NSW Greens MP David Shoebridge said it was "remarkable" that the Ombudsman has released his Taser review without considering the "disturbing evidence and compelling submissions" from the Roberto Curti coronial inquiry.
"The highest-profile potential abuse of Tasers by NSW Police has flown under the Ombudsman's radar and failed to inform this report," he said.
"One of the clear options for limiting Taser use by police is to withdraw them from general duties officers and limit them to specially trained squads.
"This was the recommendation of the Ombudsman in his last review but, despite the ongoing abuses of the weapon, has not been supported in this review.
"This report raises serious ongoing concerns with the police use of Tasers but proposes little other than tinkering with the existing regulations."

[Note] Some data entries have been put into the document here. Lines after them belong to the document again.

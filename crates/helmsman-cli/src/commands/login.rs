//! `helmsman login` - log in to the OCI registry hosting a chart
//!
//! The chart location is read from the override file (`repository`,
//! `chart`, `repository_username`, `repository_password`), falling back to
//! the provider file; flags win over both. A successful login is written to
//! the provider's `registry_config_path`.

use std::path::PathBuf;
use std::sync::Arc;
use std::time::Duration;

use clap::Args;
use tracing::info;

use helmsman::env::OsEnv;
use helmsman::registry::{HttpRegistryClient, RegistryClientOptions};
use helmsman::schema::Schema;
use helmsman::{
    ChartLocation, ConfigData, OverridableConfig, ProviderState, RegistryLoginCoordinator,
};

use super::load_config;
use crate::Result;

/// Log in to a chart's OCI registry
#[derive(Args, Debug)]
pub struct LoginArgs {
    /// Operation override file (YAML or JSON)
    #[arg(long, short = 'o')]
    pub overrides: Option<PathBuf>,

    /// Chart repository URL or `oci://` reference
    #[arg(long)]
    pub repository: Option<String>,

    /// Chart name or `oci://` reference
    #[arg(long)]
    pub chart: Option<String>,

    /// Registry username
    #[arg(long)]
    pub username: Option<String>,

    /// Registry password
    #[arg(long, env = "HELMSMAN_REGISTRY_PASSWORD", hide_env_values = true)]
    pub password: Option<String>,

    /// Use plain HTTP
    #[arg(long)]
    pub plain_http: bool,

    /// Skip TLS certificate verification
    #[arg(long)]
    pub insecure_skip_tls_verify: bool,

    /// Handshake timeout in seconds
    #[arg(long, default_value = "30")]
    pub timeout: u64,
}

/// Run the login command.
pub async fn run(provider: ConfigData, args: LoginArgs) -> Result<()> {
    let state = ProviderState::configure(provider, &OsEnv)?;
    let overrides = load_config(args.overrides.as_deref())?;
    let chart = chart_location(state.data(), &overrides, &args);

    let Some(reference) = chart.registry_reference() else {
        println!("{} is not an OCI registry reference, nothing to do", chart.chart);
        return Ok(());
    };
    let reference = reference.to_string();

    let timeout = Duration::from_secs(args.timeout);
    let mut client = HttpRegistryClient::new(RegistryClientOptions {
        plain_http: args.plain_http,
        insecure_skip_tls_verify: args.insecure_skip_tls_verify,
        timeout: Some(timeout),
    })?;
    let registry_config = &state.settings().registry_config;
    if !registry_config.is_empty() {
        client = client.with_credentials_file(registry_config);
    }
    let coordinator =
        RegistryLoginCoordinator::new(Arc::new(client)).with_login_timeout(timeout);

    coordinator.login(&chart).await?;
    info!(reference = %reference, "Registry login complete");
    println!("Login succeeded for {reference}");
    Ok(())
}

fn chart_location(provider: &ConfigData, overrides: &ConfigData, args: &LoginArgs) -> ChartLocation {
    let schema = Schema::provider();
    let config = OverridableConfig::new(provider, overrides, &schema);
    let mut chart = ChartLocation::from_source(&config);

    let flags = [
        (&args.repository, &mut chart.repository),
        (&args.chart, &mut chart.chart),
        (&args.username, &mut chart.username),
        (&args.password, &mut chart.password),
    ];
    for (flag, field) in flags {
        if let Some(value) = flag {
            *field = value.clone();
        }
    }
    chart
}
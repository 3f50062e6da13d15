//! Release storage backends

use std::fmt;
use std::str::FromStr;

use crate::Error;

/// Storage mechanism for release records
#[derive(Clone, Copy, Debug, Default, PartialEq, Eq, Hash)]
pub enum StorageDriver {
    /// Process memory, lost on exit
    Memory,
    /// Kubernetes ConfigMaps in the release namespace
    ConfigMap,
    /// Kubernetes Secrets in the release namespace
    #[default]
    Secret,
    /// Relational store addressed by a connection string
    Sql,
}

impl StorageDriver {
    /// All recognized drivers
    pub const ALL: [StorageDriver; 4] = [
        StorageDriver::Memory,
        StorageDriver::ConfigMap,
        StorageDriver::Secret,
        StorageDriver::Sql,
    ];

    /// Canonical lowercase name
    pub fn as_str(&self) -> &'static str {
        match self {
            StorageDriver::Memory => "memory",
            StorageDriver::ConfigMap => "configmap",
            StorageDriver::Secret => "secret",
            StorageDriver::Sql => "sql",
        }
    }

    /// Comma separated list of canonical names, for error messages
    pub fn names() -> String {
        Self::ALL
            .iter()
            .map(StorageDriver::as_str)
            .collect::<Vec<_>>()
            .join(", ")
    }
}

impl fmt::Display for StorageDriver {
    fn fmt(&self, f: &mut fmt::Formatter<'_>) -> fmt::Result {
        f.write_str(self.as_str())
    }
}

impl FromStr for StorageDriver {
    type Err = Error;

    /// Case-insensitive; plural forms are accepted and an empty name means
    /// the default (secret).
    fn from_str(s: &str) -> Result<Self, Self::Err> {
        match s.trim().to_ascii_lowercase().as_str() {
            "" | "secret" | "secrets" => Ok(StorageDriver::Secret),
            "configmap" | "configmaps" => Ok(StorageDriver::ConfigMap),
            "memory" => Ok(StorageDriver::Memory),
            "sql" => Ok(StorageDriver::Sql),
            other => Err(Error::configuration(
                "helm_driver",
                format!(
                    "invalid storage driver {other:?}, must be one of: {}",
                    StorageDriver::names()
                ),
            )),
        }
    }
}
//! Logging initialization
//!
//! Installs a `tracing` subscriber with an `EnvFilter` (overridable through
//! `RUST_LOG`) and either JSON or human-readable output on stderr.

use thiserror::Error;
use tracing_subscriber::layer::SubscriberExt;
use tracing_subscriber::util::SubscriberInitExt;
use tracing_subscriber::EnvFilter;

/// Filter used when `RUST_LOG` is unset
pub const DEFAULT_FILTER: &str = "info,helmsman=debug,kube=info,tower=warn,hyper=warn";

/// Errors that can occur during telemetry initialization
#[derive(Debug, Error)]
pub enum TelemetryError {
    /// The filter directive could not be parsed
    #[error("invalid log filter {filter:?}: {message}")]
    Filter {
        /// The directive as given
        filter: String,
        /// Parse failure
        message: String,
    },

    /// Failed to initialize tracing subscriber
    #[error("failed to initialize tracing subscriber: {0}")]
    SubscriberInit(String),
}

/// Configuration for telemetry initialization
#[derive(Debug, Clone)]
pub struct TelemetryConfig {
    /// Emit JSON lines instead of human-readable output
    pub json: bool,

    /// Filter directive used when `RUST_LOG` is unset
    pub default_filter: String,
}

impl Default for TelemetryConfig {
    fn default() -> Self {
        Self {
            json: false,
            default_filter: DEFAULT_FILTER.to_string(),
        }
    }
}

impl TelemetryConfig {
    /// Build the filter: `RUST_LOG` if set, else the default directive
    pub fn env_filter(&self) -> Result<EnvFilter, TelemetryError> {
        if let Ok(filter) = EnvFilter::try_from_default_env() {
            return Ok(filter);
        }
        EnvFilter::try_new(&self.default_filter).map_err(|e| TelemetryError::Filter {
            filter: self.default_filter.clone(),
            message: e.to_string(),
        })
    }
}

/// Initialize the global subscriber
///
/// Fails if a subscriber is already installed.
pub fn init_telemetry(config: TelemetryConfig) -> Result<(), TelemetryError> {
    let env_filter = config.env_filter()?;

    let (json_layer, plain_layer) = if config.json {
        let layer = tracing_subscriber::fmt::layer()
            .json()
            .with_current_span(true)
            .with_span_list(false)
            .with_target(true)
            .with_writer(std::io::stderr);
        (Some(layer), None)
    } else {
        let layer = tracing_subscriber::fmt::layer()
            .with_target(false)
            .with_writer(std::io::stderr);
        (None, Some(layer))
    };

    tracing_subscriber::registry()
        .with(env_filter)
        .with(json_layer)
        .with(plain_layer)
        .try_init()
        .map_err(|e: tracing_subscriber::util::TryInitError| {
            TelemetryError::SubscriberInit(e.to_string())
        })?;

    Ok(())
}
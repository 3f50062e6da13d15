//! CLI commands

use std::path::Path;

use helmsman::ConfigData;
use tracing::debug;

use crate::{Error, Result};

pub mod connect;
pub mod login;

/// Load a configuration file, or empty data when no path is given
pub fn load_config(path: Option<&Path>) -> Result<ConfigData> {
    let Some(path) = path else {
        return Ok(ConfigData::empty());
    };
    let contents = std::fs::read_to_string(path).map_err(|source| Error::Read {
        path: path.to_path_buf(),
        source,
    })?;
    let data = ConfigData::from_yaml(&contents).map_err(|source| Error::Yaml {
        path: path.to_path_buf(),
        source,
    })?;
    if !data.as_value().is_object() && !data.as_value().is_null() {
        return Err(Error::validation(format!(
            "{} must contain a mapping at the top level",
            path.display()
        )));
    }
    debug!(path = %path.display(), "Loaded configuration");
    Ok(data)
}
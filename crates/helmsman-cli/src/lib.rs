//! helmsman CLI library

pub mod commands;
pub mod error;

pub use error::{Error, Result};

use std::path::PathBuf;

use clap::{Parser, Subcommand};

/// helmsman - Helm provider connection tooling
#[derive(Parser, Debug)]
#[command(name = "helmsman")]
#[command(version, about, long_about = None)]
pub struct Cli {
    /// Provider configuration file (YAML or JSON)
    #[arg(long, short = 'c', global = true, env = "HELMSMAN_PROVIDER_CONFIG")]
    pub provider_config: Option<PathBuf>,

    /// Emit logs as JSON lines
    #[arg(long, global = true)]
    pub log_json: bool,

    #[command(subcommand)]
    pub command: Commands,
}

#[derive(Subcommand, Debug)]
pub enum Commands {
    /// Build a cluster connection and report the action context
    Connect(commands::connect::ConnectArgs),
    /// Log in to the OCI registry hosting a chart
    Login(commands::login::LoginArgs),
}

impl Cli {
    /// Run the CLI command
    pub async fn run(self) -> Result<()> {
        let provider = commands::load_config(self.provider_config.as_deref())?;
        match self.command {
            Commands::Connect(args) => commands::connect::run(provider, args).await,
            Commands::Login(args) => commands::login::run(provider, args).await,
        }
    }
}
//! helmsman CLI
//!
//! Builds cluster connections and performs registry logins from provider
//! and override configuration files.

use clap::Parser;

use helmsman::telemetry::{init_telemetry, TelemetryConfig};
use helmsman_cli::{Cli, Result};

#[tokio::main]
async fn main() -> Result<()> {
    let _ = rustls::crypto::aws_lc_rs::default_provider().install_default();

    let cli = Cli::parse();
    init_telemetry(TelemetryConfig {
        json: cli.log_json,
        ..Default::default()
    })?;

    cli.run().await
}
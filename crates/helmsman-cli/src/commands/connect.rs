//! `helmsman connect` - build a connection the way an operation would

use std::path::PathBuf;

use clap::Args;
use serde_json::{json, Value};
use tracing::info;

use helmsman::env::OsEnv;
use helmsman::{ConnectionFactory, ConnectionHandle, ProviderState};

use super::load_config;
use crate::Result;

/// Build a cluster connection from provider and override configuration
#[derive(Args, Debug)]
pub struct ConnectArgs {
    /// Operation override file (YAML or JSON)
    #[arg(long, short = 'o')]
    pub overrides: Option<PathBuf>,

    /// Release namespace
    #[arg(long, short = 'n', default_value = "default")]
    pub namespace: String,

    /// Query the API server version after connecting
    #[arg(long)]
    pub verify: bool,
}

/// Run the connect command.
pub async fn run(provider: helmsman::ConfigData, args: ConnectArgs) -> Result<()> {
    let overrides = load_config(args.overrides.as_deref())?;
    let state = ProviderState::configure(provider, &OsEnv)?;

    let factory = ConnectionFactory::from_env();
    let handle = factory
        .build_connection(&state, &overrides, &args.namespace)
        .await?;

    let version = if args.verify {
        Some(handle.verify().await?)
    } else {
        None
    };
    info!(namespace = %handle.namespace(), "Connection built");

    println!("{}", serde_json::to_string_pretty(&summary(&state, &handle, version))?);
    Ok(())
}

fn summary(state: &ProviderState, handle: &ConnectionHandle, version: Option<String>) -> Value {
    let action = handle.action();
    json!({
        "namespace": action.namespace,
        "driver": action.driver.as_str(),
        "debug": action.debug,
        "experiments": state.enabled_experiments(),
        "server_version": version,
    })
}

Mr Barbour said he could not discuss the Curti matter while it was before the coroner who has been given a copy of his report.
He rejected the criticisms from Mr Shoebridge as unfair.
"This report deals with over 2000 incidents up to November 2011," Mr Barbour said.
"The very tragic death of Mr Curti took place in March this year and was not considered as part of the review.
"Independent to this review we are oversighting the police critical incident investigation of that matter and it would be inappropriate and improper for me to put forward any views until such time as the coroner has completed her inquest and has handed down her findings."
Mr Curti's family released a statement in response to the Ombudsman's report.
"The family of Roberto Laudisio Curti notes the report released by the NSW Ombudsman today in relation to Taser usage.
"The family believes that many of the recommendations relate to the way in which Taser was used on the night Roberto died, including multiple uses of Taser (particularly in "drive stun" mode), use on a person who is fleeing, and use on a person after he or she is handcuffed. The family feels that several of the Ombudsman's recommendations are a step in the right direction.
"However, we do not wish to comment on any specific matters which may be relevant to the Coroner's findings regarding the death of our beloved Roberto.
"As outlined in Mr Hamill's closing submissions last Friday, we strongly believe that individual accountability relating to the misuse of Taser is essential. Without it, any policies, guidelines and training are likely to be significantly less effective."